Instructions to follow:
Scan the entries below for the word "operation", then copy each line that holds it.
---------------
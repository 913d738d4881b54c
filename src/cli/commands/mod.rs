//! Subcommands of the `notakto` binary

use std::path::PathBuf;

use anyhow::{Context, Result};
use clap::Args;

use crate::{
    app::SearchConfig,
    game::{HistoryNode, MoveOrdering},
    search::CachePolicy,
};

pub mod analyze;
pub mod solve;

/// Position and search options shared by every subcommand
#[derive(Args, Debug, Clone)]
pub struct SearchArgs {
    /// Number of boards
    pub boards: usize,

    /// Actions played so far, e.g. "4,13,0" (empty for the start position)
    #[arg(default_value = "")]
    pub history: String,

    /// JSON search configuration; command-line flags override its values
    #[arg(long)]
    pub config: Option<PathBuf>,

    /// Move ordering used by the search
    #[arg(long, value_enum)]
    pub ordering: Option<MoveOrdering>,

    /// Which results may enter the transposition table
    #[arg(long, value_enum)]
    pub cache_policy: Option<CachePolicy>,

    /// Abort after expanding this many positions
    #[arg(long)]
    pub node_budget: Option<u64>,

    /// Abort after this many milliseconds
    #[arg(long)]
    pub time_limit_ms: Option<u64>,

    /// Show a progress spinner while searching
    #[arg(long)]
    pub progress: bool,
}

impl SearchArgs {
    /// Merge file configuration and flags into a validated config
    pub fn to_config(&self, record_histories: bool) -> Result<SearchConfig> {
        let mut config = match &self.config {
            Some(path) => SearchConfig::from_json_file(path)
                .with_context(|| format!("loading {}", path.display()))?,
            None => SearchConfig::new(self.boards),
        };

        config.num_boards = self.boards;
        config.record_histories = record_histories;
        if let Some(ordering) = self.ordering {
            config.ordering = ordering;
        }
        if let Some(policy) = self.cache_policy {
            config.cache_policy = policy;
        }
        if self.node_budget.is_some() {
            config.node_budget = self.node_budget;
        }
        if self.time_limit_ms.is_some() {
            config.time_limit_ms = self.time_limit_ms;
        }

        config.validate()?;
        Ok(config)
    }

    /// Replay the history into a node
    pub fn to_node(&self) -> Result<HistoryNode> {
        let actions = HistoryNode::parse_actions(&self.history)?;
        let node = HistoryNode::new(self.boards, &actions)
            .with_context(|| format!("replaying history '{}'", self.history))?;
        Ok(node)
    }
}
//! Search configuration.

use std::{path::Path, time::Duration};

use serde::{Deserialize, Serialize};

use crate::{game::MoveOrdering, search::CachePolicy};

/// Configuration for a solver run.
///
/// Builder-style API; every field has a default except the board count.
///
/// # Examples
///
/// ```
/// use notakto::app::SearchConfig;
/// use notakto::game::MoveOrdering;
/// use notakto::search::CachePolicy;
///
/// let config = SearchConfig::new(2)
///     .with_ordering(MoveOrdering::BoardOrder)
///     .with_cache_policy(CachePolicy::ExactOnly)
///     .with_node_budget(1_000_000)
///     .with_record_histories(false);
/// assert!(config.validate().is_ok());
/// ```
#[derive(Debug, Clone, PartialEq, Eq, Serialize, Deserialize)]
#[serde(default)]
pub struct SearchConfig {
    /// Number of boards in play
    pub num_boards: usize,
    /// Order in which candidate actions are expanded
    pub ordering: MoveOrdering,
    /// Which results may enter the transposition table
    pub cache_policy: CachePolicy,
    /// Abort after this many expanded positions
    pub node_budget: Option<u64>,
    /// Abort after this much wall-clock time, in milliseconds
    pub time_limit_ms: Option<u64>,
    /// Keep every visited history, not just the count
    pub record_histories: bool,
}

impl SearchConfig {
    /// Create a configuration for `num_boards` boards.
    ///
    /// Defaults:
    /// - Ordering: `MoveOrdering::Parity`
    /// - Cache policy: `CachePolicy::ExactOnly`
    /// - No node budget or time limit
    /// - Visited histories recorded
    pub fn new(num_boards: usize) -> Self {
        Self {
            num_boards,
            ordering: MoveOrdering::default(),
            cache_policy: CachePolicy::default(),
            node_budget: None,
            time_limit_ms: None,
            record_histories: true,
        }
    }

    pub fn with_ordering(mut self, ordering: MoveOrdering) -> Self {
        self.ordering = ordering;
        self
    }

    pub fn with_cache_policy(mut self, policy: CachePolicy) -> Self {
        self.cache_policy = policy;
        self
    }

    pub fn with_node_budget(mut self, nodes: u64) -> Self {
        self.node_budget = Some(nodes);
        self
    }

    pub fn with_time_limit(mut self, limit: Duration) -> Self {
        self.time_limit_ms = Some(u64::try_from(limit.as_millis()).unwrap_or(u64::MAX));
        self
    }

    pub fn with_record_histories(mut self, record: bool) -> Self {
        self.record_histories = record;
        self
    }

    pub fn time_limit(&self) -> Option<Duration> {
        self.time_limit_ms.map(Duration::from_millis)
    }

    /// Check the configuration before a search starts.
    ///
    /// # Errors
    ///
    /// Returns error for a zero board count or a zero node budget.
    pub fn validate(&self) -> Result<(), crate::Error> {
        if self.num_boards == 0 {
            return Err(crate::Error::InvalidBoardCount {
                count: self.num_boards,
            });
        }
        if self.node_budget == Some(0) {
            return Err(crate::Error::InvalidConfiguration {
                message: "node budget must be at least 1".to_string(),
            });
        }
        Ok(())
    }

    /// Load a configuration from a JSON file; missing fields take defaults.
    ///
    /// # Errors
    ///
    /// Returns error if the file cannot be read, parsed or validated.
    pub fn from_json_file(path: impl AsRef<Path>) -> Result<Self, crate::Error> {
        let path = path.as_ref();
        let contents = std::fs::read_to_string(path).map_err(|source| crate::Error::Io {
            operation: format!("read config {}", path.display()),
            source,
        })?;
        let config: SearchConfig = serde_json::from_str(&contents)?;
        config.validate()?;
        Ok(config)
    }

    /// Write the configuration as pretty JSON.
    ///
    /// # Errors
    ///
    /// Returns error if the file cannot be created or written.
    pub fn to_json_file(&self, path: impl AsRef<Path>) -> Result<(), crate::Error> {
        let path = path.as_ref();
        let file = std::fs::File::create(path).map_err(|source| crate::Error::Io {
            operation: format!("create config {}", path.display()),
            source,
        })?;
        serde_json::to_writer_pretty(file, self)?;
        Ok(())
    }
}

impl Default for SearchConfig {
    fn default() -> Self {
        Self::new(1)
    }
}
---------------
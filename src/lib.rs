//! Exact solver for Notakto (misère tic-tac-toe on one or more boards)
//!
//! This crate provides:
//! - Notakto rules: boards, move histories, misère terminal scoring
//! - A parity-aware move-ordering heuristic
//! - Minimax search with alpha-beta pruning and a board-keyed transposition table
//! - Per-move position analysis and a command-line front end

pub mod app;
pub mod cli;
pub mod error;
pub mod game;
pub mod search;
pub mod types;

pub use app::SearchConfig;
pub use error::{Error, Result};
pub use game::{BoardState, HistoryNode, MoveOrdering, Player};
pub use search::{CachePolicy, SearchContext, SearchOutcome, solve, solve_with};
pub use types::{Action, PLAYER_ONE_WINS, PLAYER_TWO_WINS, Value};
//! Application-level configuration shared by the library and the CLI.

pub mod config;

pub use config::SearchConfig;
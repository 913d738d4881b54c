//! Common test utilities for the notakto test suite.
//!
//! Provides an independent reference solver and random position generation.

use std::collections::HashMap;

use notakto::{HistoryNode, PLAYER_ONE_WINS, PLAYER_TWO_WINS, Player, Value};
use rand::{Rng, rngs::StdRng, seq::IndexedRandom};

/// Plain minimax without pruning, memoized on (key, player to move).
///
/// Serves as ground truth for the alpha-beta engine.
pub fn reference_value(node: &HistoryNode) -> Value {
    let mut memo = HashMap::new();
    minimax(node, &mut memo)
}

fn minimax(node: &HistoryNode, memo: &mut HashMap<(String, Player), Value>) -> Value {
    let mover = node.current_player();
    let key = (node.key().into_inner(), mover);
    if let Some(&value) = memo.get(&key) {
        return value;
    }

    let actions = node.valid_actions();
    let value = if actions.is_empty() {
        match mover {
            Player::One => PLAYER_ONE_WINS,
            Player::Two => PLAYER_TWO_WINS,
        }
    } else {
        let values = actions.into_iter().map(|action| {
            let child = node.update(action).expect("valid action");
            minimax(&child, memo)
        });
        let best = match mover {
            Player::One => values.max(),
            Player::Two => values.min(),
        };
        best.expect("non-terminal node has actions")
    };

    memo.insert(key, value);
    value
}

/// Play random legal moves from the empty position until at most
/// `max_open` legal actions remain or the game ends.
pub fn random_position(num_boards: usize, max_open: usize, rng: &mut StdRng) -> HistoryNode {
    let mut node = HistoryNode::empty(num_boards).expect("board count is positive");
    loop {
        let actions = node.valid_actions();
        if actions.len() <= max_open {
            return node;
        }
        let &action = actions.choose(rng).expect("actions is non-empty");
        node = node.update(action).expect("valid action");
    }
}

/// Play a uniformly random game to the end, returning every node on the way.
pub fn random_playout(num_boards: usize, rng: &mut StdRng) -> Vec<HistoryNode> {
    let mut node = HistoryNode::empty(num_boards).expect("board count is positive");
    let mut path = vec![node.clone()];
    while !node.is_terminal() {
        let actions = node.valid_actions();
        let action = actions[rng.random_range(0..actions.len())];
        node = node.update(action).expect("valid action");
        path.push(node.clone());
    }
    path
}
---------------
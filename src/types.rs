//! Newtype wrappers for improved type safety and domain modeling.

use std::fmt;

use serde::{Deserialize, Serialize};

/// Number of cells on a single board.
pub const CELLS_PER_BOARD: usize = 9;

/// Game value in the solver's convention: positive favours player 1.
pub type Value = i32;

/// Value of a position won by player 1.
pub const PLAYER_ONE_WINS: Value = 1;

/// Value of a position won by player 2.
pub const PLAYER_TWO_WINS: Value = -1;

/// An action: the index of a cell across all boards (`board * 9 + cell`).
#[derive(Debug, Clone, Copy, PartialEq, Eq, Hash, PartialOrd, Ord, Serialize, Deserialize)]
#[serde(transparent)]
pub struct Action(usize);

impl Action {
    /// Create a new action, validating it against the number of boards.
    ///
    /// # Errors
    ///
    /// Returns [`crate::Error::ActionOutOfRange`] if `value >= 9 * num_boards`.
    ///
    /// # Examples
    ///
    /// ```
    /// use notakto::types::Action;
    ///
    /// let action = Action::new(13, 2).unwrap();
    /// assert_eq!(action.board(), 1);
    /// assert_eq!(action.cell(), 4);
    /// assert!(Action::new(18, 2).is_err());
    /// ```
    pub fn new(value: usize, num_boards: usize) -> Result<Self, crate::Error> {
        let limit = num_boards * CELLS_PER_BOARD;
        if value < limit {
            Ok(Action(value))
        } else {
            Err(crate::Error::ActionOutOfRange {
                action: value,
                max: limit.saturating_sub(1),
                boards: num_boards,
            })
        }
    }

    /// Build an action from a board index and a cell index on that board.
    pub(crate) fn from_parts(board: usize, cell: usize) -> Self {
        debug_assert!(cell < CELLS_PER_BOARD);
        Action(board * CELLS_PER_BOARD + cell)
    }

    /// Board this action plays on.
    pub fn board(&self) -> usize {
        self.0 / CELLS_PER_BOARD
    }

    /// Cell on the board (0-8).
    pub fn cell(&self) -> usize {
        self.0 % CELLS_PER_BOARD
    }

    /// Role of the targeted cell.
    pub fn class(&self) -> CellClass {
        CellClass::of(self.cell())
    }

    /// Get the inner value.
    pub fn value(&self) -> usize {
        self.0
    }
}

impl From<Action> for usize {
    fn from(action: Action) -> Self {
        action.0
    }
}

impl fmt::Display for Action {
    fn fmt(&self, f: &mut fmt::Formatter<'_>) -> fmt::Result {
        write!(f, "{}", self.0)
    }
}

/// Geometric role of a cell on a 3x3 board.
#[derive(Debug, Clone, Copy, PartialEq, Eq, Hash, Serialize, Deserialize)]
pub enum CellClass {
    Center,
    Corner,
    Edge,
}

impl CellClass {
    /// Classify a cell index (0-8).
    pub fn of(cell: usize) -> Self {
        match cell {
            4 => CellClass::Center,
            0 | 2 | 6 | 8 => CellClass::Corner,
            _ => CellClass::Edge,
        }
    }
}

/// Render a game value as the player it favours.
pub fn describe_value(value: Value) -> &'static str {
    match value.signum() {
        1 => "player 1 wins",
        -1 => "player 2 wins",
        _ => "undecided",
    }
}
---------------
Response to this task:
            operation: format!("read config {}", path.display()),
            operation: format!("create config {}", path.display()),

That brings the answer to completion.